Simmonds’ situation is one that’s familiar to clergy across the country. When a person is emotionally distressed and decides to seek counseling, research shows they are much more likely to talk to a faith leader than a psychologist or a psychiatrist. And often that faith leader finds himself untrained and unprepared to properly handle the weighty mental health issues he may be faced with. 

At the same time, governments are confronting a significant shortage of psychologists and other mental health professionals, particularly in rural areas. Thanks to a 2008 parity law, insurers are required to cover mental health on par with primary care services. But until the Affordable Care Act came along, that law was abysmally enforced. Now, more people are thinking about mental health issues in the same way they think about physical ailments, and as a result the federal Substance Abuse and Mental Health Services Administration (SAMHSA) has seen its budget increase over the past couple of years. The National Health Service Corps, which places health professionals in underserved areas, is set to expand its workforce by 60 percent in the coming years. Still, large swaths of rural residents simply don’t have access to proper mental health treatment. 

For some people, the solution to both of these situations is obvious: Train clergy to act as licensed mental health professionals. If there aren’t enough psychologists to go around -- and if most people are more comfortable talking to their pastor anyway -- why not tackle both issues at once? “Look, we’re never going to have enough mental health providers. We just won’t,” says Matthew Stanford, who has spent much of his career studying the intersection of faith and psychology, most recently at Baylor University. “We need to stop pretending that we’re going to get enough people with an expensive degree to move to a rural area and make no money just because they love people. If we know people are going to their pastor first when something is wrong, why wouldn’t we give the pastor tools to make the church a more inclusive environment?”

Not everyone is comfortable with the thought of blurring the line between faith leaders and medical mental health professionals. Directing taxpayer Medicaid dollars to churches, synagogues and mosques is a controversial notion. There’s also an imminent question of how the push for mental health coverage would be affected by President-elect Donald Trump’s plan to repeal and replace the Affordable Care Act. 

But a growing contingent of officials and practitioners believes that leveraging people’s faith -- and their faith leaders -- will be a key component in ending the stigma around mental health and providing people with the treatment they need. When it comes to mental health care, their message seems fairly simple: Have a little faith.

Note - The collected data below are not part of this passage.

//! Background refresh loop.
//!
//! Re-runs the analysis pipeline on a fixed interval and on demand,
//! publishing results into shared state for readers. Manual refresh
//! requests are rate-limited by a cooldown so a burst of requests
//! cannot hammer the feed.

use std::sync::Arc;
use std::time::Duration;

use chrono::{DateTime, Utc};
use parking_lot::RwLock;
use tokio::sync::{mpsc, watch};
use tokio::time::{interval_at, Instant, MissedTickBehavior};
use tracing::{debug, info, warn};

use crate::config::{AnalysisRequest, RefreshConfig};
use crate::domain::Pick;
use crate::engine::Engine;
use crate::feed::{FeedQuery, FeedSource};

/// Where the latest refresh left the shared state.
#[derive(Debug, Clone, PartialEq, Eq)]
pub enum RefreshStatus {
    /// No run has completed yet.
    Pending,
    /// The latest run succeeded.
    Ready,
    /// The latest run failed. Picks from the last good run are kept
    /// unless no run has ever succeeded.
    Failed(String),
}

/// Snapshot of the most recent pipeline run, shared between the
/// refresh loop and its readers.
#[derive(Debug)]
pub struct RefreshState {
    picks: Vec<Pick>,
    status: RefreshStatus,
    last_run: Option<DateTime<Utc>>,
}

impl RefreshState {
    #[must_use]
    pub fn picks(&self) -> &[Pick] {
        &self.picks
    }

    #[must_use]
    pub fn status(&self) -> &RefreshStatus {
        &self.status
    }

    #[must_use]
    pub fn last_run(&self) -> Option<DateTime<Utc>> {
        self.last_run
    }
}

impl Default for RefreshState {
    fn default() -> Self {
        Self {
            picks: Vec::new(),
            status: RefreshStatus::Pending,
            last_run: None,
        }
    }
}

pub type SharedState = Arc<RwLock<RefreshState>>;

#[must_use]
pub fn shared_state() -> SharedState {
    Arc::new(RwLock::new(RefreshState::default()))
}

/// Periodic + on-demand pipeline runner.
pub struct Refresher {
    engine: Engine,
    source: Arc<dyn FeedSource>,
    request: AnalysisRequest,
    query: FeedQuery,
    state: SharedState,
    interval: Duration,
    cooldown: Duration,
}

impl Refresher {
    #[must_use]
    pub fn new(
        engine: Engine,
        source: Arc<dyn FeedSource>,
        request: AnalysisRequest,
        query: FeedQuery,
        state: SharedState,
        refresh: &RefreshConfig,
    ) -> Self {
        Self {
            engine,
            source,
            request,
            query,
            state,
            interval: Duration::from_secs(refresh.interval_secs),
            cooldown: Duration::from_secs(refresh.cooldown_secs),
        }
    }

    /// Run until shutdown. The first refresh happens immediately;
    /// afterwards the loop wakes on the interval tick or on a manual
    /// refresh request, whichever comes first.
    pub async fn run(
        self,
        mut refresh_rx: mpsc::Receiver<()>,
        mut shutdown: watch::Receiver<bool>,
    ) {
        let mut ticker = interval_at(Instant::now(), self.interval);
        ticker.set_missed_tick_behavior(MissedTickBehavior::Delay);
        let mut last_manual: Option<Instant> = None;

        loop {
            tokio::select! {
                _ = ticker.tick() => {
                    self.refresh_once().await;
                }
                request = refresh_rx.recv() => {
                    match request {
                        Some(()) => {
                            let now = Instant::now();
                            let cooled = last_manual
                                .map_or(true, |at| now.duration_since(at) >= self.cooldown);
                            if cooled {
                                last_manual = Some(now);
                                ticker.reset();
                                self.refresh_once().await;
                            } else {
                                debug!("manual refresh within cooldown, ignored");
                            }
                        }
                        None => {
                            debug!("refresh channel closed, stopping");
                            break;
                        }
                    }
                }
                _ = shutdown.changed() => {
                    if *shutdown.borrow() {
                        info!("refresher shutting down");
                        break;
                    }
                }
            }
        }
    }

    /// One fetch-and-analyze cycle. A failure before any run has
    /// succeeded leaves the state empty and failed; a failure after
    /// that keeps the previous picks visible.
    pub async fn refresh_once(&self) {
        match self.source.fetch(&self.query).await {
            Ok(snapshot) => {
                let picks = self.engine.analyze(&snapshot, &self.request);
                let mut state = self.state.write();
                debug!(picks = picks.len(), "refresh complete");
                state.picks = picks;
                state.status = RefreshStatus::Ready;
                state.last_run = Some(Utc::now());
            }
            Err(err) => {
                let mut state = self.state.write();
                let had_success = matches!(state.status, RefreshStatus::Ready)
                    || state.last_run.is_some();
                if had_success {
                    warn!(error = %err, "refresh failed, keeping previous picks");
                } else {
                    warn!(error = %err, "initial refresh failed");
                    state.picks.clear();
                }
                state.status = RefreshStatus::Failed(err.to_string());
            }
        }
    }
}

One aspect of using the clergy to provide treatment involves simply training pastors to recognize signs of mental illness in their congregants and connect them with the services they need. “It’s impossible to address any sort of community health disparity without addressing their ‘cultural brokers,’ and often that’s a spiritual leader of some kind,” says Gigi Crowder, the Contra Costa County, Calif., faith coordinator for the National Alliance on Mental Illness. Crowder has spent part of her career training faith leaders in her area to identify potential mental health issues in the people they counsel. If governments want to make genuine inroads with mental health in underserved communities, she says, these cultural brokers are often the only way in.  

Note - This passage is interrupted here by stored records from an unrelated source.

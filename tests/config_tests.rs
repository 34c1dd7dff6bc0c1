use std::fs;
use std::path::PathBuf;
use std::sync::atomic::{AtomicUsize, Ordering};
use std::time::{SystemTime, UNIX_EPOCH};

use fairline::config::EngineConfig;
use fairline::error::{ConfigError, Error};

static TEMP_COUNTER: AtomicUsize = AtomicUsize::new(0);

fn write_temp_config(contents: &str) -> PathBuf {
    let mut path = std::env::temp_dir();
    let nanos = SystemTime::now()
        .duration_since(UNIX_EPOCH)
        .unwrap_or_default()
        .as_nanos();
    let suffix = TEMP_COUNTER.fetch_add(1, Ordering::Relaxed);
    path.push(format!("fairline-config-test-{nanos}-{suffix}.toml"));
    fs::write(&path, contents).expect("write temp config");
    path
}

#[test]
fn missing_file_falls_back_to_defaults() {
    let config = EngineConfig::load("/nonexistent/fairline.toml").expect("defaults");
    assert_eq!(config.min_data_points, 4);
    assert_eq!(config.synthetic_under_price, -119);
}

#[test]
fn config_overrides_engine_tuning() {
    let toml = r#"
min_data_points = 6
ev_cap_percent = 25

[refresh]
enabled = false
interval_secs = 120
cooldown_secs = 30

[logging]
level = "debug"
format = "json"
"#;

    let path = write_temp_config(toml);
    let config = EngineConfig::load(&path).expect("load config");
    let _ = fs::remove_file(&path);

    assert_eq!(config.min_data_points, 6);
    assert_eq!(config.ev_cap_percent.to_string(), "25");
    assert!(!config.refresh.enabled);
    assert_eq!(config.refresh.interval_secs, 120);
    assert_eq!(config.logging.format, "json");
}

#[test]
fn config_rejects_zero_minimum_data_points() {
    let toml = "min_data_points = 0\n";

    let path = write_temp_config(toml);
    let result = EngineConfig::load(&path);
    let _ = fs::remove_file(&path);

    match result {
        Err(Error::Config(ConfigError::InvalidValue {
            field: "min_data_points",
            ..
        })) => {}
        Err(err) => panic!("Expected invalid min_data_points error, got {err}"),
        Ok(_) => panic!("Expected zero minimum to be rejected"),
    }
}

#[test]
fn config_rejects_positive_synthetic_under_price() {
    let toml = "synthetic_under_price = 119\n";

    let path = write_temp_config(toml);
    let result = EngineConfig::load(&path);
    let _ = fs::remove_file(&path);

    match result {
        Err(Error::Config(ConfigError::InvalidValue {
            field: "synthetic_under_price",
            ..
        })) => {}
        Err(err) => panic!("Expected invalid synthetic price error, got {err}"),
        Ok(_) => panic!("Expected a favorite-priced synthetic vig to be required"),
    }
}

#[test]
fn config_rejects_malformed_toml() {
    let path = write_temp_config("min_data_points = \"four\"\n");
    let result = EngineConfig::load(&path);
    let _ = fs::remove_file(&path);

    match result {
        Err(Error::Config(ConfigError::Parse(_))) => {}
        other => panic!("Expected a parse error, got {other:?}"),
    }
}
//! Crate-level error taxonomy.
//!
//! Invalid per-quote data never reaches these types: malformed prices
//! are dropped at the normalizer and insufficient data is a first-class
//! pick state, not an error. Only configuration problems and feed-level
//! fetch failures surface to the caller.

use thiserror::Error;

use crate::domain::DomainError;

/// Configuration-related errors with structured variants.
#[derive(Error, Debug)]
pub enum ConfigError {
    #[error("invalid value for {field}: {reason}")]
    InvalidValue { field: &'static str, reason: String },

    #[error("failed to read config file: {0}")]
    ReadFile(#[source] std::io::Error),

    #[error("failed to parse config: {0}")]
    Parse(#[source] toml::de::Error),
}

/// Upstream feed failures: the only caller-visible error during a run.
#[derive(Error, Debug)]
pub enum FeedError {
    #[error("failed to read feed snapshot: {0}")]
    Io(#[source] std::io::Error),

    #[error("failed to parse feed snapshot: {0}")]
    Parse(#[source] serde_json::Error),

    #[error("feed unavailable: {0}")]
    Unavailable(String),
}

/// Top-level error for the crate.
#[derive(Error, Debug)]
pub enum Error {
    #[error("configuration error: {0}")]
    Config(#[from] ConfigError),

    #[error("feed error: {0}")]
    Feed(#[from] FeedError),

    #[error("domain error: {0}")]
    Domain(#[from] DomainError),
}

/// Convenience alias used throughout the crate.
pub type Result<T> = std::result::Result<T, Error>;
//! American-odds price type and probability conversion.
//!
//! American odds encode a price as profit per 100 staked (positive) or
//! stake required to profit 100 (negative). Valid magnitudes are always
//! at least 100; values strictly inside (-100, 100) are malformed feed
//! data and are rejected at construction, never clamped.

use std::fmt;

use rust_decimal::prelude::ToPrimitive;
use rust_decimal::Decimal;
use serde::{Deserialize, Serialize};

use super::error::DomainError;

const HUNDRED: Decimal = Decimal::ONE_HUNDRED;

/// A validated American-odds price.
///
/// Higher signed values are always better for the bettor: +150 beats
/// +120, and -105 beats -120.
#[derive(Debug, Clone, Copy, PartialEq, Eq, PartialOrd, Ord, Hash, Serialize, Deserialize)]
#[serde(transparent)]
pub struct AmericanOdds(i32);

impl AmericanOdds {
    /// Validate a raw integer price.
    ///
    /// # Errors
    ///
    /// Returns [`DomainError::InvalidOdds`] for zero or any magnitude
    /// below 100.
    pub fn try_new(value: i32) -> Result<Self, DomainError> {
        if value.abs() < 100 {
            return Err(DomainError::InvalidOdds { value });
        }
        Ok(Self(value))
    }

    /// The raw signed price.
    #[must_use]
    pub const fn value(&self) -> i32 {
        self.0
    }

    /// Standard American-odds-to-probability conversion.
    ///
    /// `p = 100 / (price + 100)` for positive prices,
    /// `p = -price / (-price + 100)` for negative prices.
    /// The result always lies strictly inside (0, 1).
    #[must_use]
    pub fn implied_probability(&self) -> Decimal {
        let price = Decimal::from(self.0);
        if self.0 > 0 {
            HUNDRED / (price + HUNDRED)
        } else {
            -price / (-price + HUNDRED)
        }
    }

    /// Fair-odds inverse of [`implied_probability`](Self::implied_probability).
    ///
    /// Probabilities at or below 0.5 produce positive odds; above 0.5,
    /// negative odds. Rounding can land just inside the ±100 floor, in
    /// which case the price snaps to the floor rather than failing.
    ///
    /// # Errors
    ///
    /// Returns [`DomainError::ProbabilityOutOfRange`] unless
    /// `0 < probability < 1`.
    pub fn from_probability(probability: Decimal) -> Result<Self, DomainError> {
        if probability <= Decimal::ZERO || probability >= Decimal::ONE {
            return Err(DomainError::ProbabilityOutOfRange { probability });
        }
        let half = Decimal::new(5, 1);
        let raw = if probability <= half {
            HUNDRED * (Decimal::ONE - probability) / probability
        } else {
            -(HUNDRED * probability / (Decimal::ONE - probability))
        };
        let rounded = raw.round().to_i32().unwrap_or(if probability <= half {
            i32::MAX
        } else {
            i32::MIN
        });
        let floored = if rounded >= 0 {
            rounded.max(100)
        } else {
            rounded.min(-100)
        };
        Self::try_new(floored)
    }

    /// Whether this price pays the bettor more than `other`.
    #[must_use]
    pub fn is_better_than(&self, other: Self) -> bool {
        self.0 > other.0
    }
}

impl fmt::Display for AmericanOdds {
    fn fmt(&self, f: &mut fmt::Formatter<'_>) -> fmt::Result {
        if self.0 > 0 {
            write!(f, "+{}", self.0)
        } else {
            write!(f, "{}", self.0)
        }
    }
}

State and local funding to implement such an approach has been limited, although Crowder says most counties in California have engaged in some form of training of religious leaders. The federal government, on the other hand, has made significant investments in training. SAMHSA has been actively working with faith-based organizations since 1992, and in 2000 it became the first health and human services department to launch a so-called Faith-based and Community Initiatives program. SAMHSA disperses money specifically to community organizations looking to implement mental health and substance abuse programming rooted in faith. The demand is there and rising, says Acacia Bamberg Salatti, director of faith-based and neighborhood partnerships for the U.S. Department of Health and Human Services. “There certainly has been increasing concern and conversation about mental health in the faith community,” Salatti says. “And getting that referral for a counselor or psychologist from a pastor is really important for some people.” 

But far beyond these efforts to help faith leaders spot signs of mental illness, there’s the bigger -- and thornier -- idea of actually licensing clergy themselves as mental health providers. Last year Kentucky became the sixth state to allow “pastoral counselors” to become licensed mental health workers. A pastoral counselor is someone ordained by their religious group who also has a degree in psychology, counseling or a similar field. Pastoral counselors don’t promote a particular belief system or ideology, but rather are equipped to weave theological thought and teachings into therapy. Pastoral counselors are everywhere, but only Arkansas, Maine, New Hampshire, North Carolina, Tennessee and now Kentucky actually license them with the state. It may still be a nascent trend -- Kentucky was the first state to take up the issue in over a decade -- but it’s absolutely the future of mental health care, says Simmonds, who, after starting at his church in Louisiana, went on to earn a Ph.D. in counseling and become a pastoral counselor. He now serves as president of the American Association of Pastoral Counselors and works as a pastoral counselor in Colorado.  

But even Simmonds acknowledges the challenges of blending faith and health care. “It’s just such a tightrope with Medicaid and Medicare reimbursement -- how do we fit into that mix? How do we make clear to insurance companies that we’re not proselytizing? These are things we’re going to have to deal with for years.” 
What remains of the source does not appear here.